Among the entries below, find the lines with the word "that" and copy them.
*** DATA IN THIS EXERCISE ***
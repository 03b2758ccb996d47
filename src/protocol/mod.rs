//! Per-channel protocol state machines.
//!
//! Protocols hold no IO. Each reacts to channel events with a list of
//! [`Action`]s that the channel task executes against the transport and the
//! coordinator facilities. The version handshake and the seed harvest are
//! drivers that run before a channel owns a task; ping and address exchange
//! are attached to every promoted channel.

pub mod address;
pub mod ping;
pub mod seed;
pub mod version;

pub use address::AddressProtocol;
pub use ping::PingProtocol;

use crate::error::P2pError;
use crate::wire::{Message, NetworkAddress};

/// Work a protocol asks the channel task to perform.
#[derive(Debug, Clone, PartialEq, Eq)]
pub enum Action {
    /// Write a message to the peer.
    Send(Message),
    /// Submit gossiped addresses to the host pool.
    StoreAddresses(Vec<NetworkAddress>),
    /// Reply with up to `max` addresses sampled from the host pool.
    SendAddresses {
        /// Response size cap.
        max: usize,
    },
    /// Request the peer's addresses, but only while the host pool holds
    /// fewer than `below` entries.
    RequestAddresses {
        /// Low-water mark on the pool size.
        below: usize,
    },
    /// Stop the channel with a code.
    Stop(P2pError),
}

/// A state machine attached to a promoted channel.
pub trait Protocol: Send {
    /// Protocol name, for logging.
    fn name(&self) -> &'static str;

    /// Called once when the protocol is attached.
    fn on_attach(&mut self) -> Vec<Action> {
        Vec::new()
    }

    /// Offer a received message. `None` means the message is not this
    /// protocol's concern.
    fn on_message(&mut self, message: &Message) -> Option<Vec<Action>>;

    /// Called on every heartbeat tick.
    fn on_heartbeat(&mut self) -> Vec<Action> {
        Vec::new()
    }

    /// Called on every revival tick.
    fn on_revival(&mut self) -> Vec<Action> {
        Vec::new()
    }

    /// Called exactly once with the channel stop code.
    fn on_stop(&mut self, _code: &P2pError) {}
}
*** End of DATA IN THIS EXERCISE ***
*RESULT OF THIS TASK:*
//! [`Action`]s that the channel task executes against the transport and the
//! drivers that run before a channel owns a task; ping and address exchange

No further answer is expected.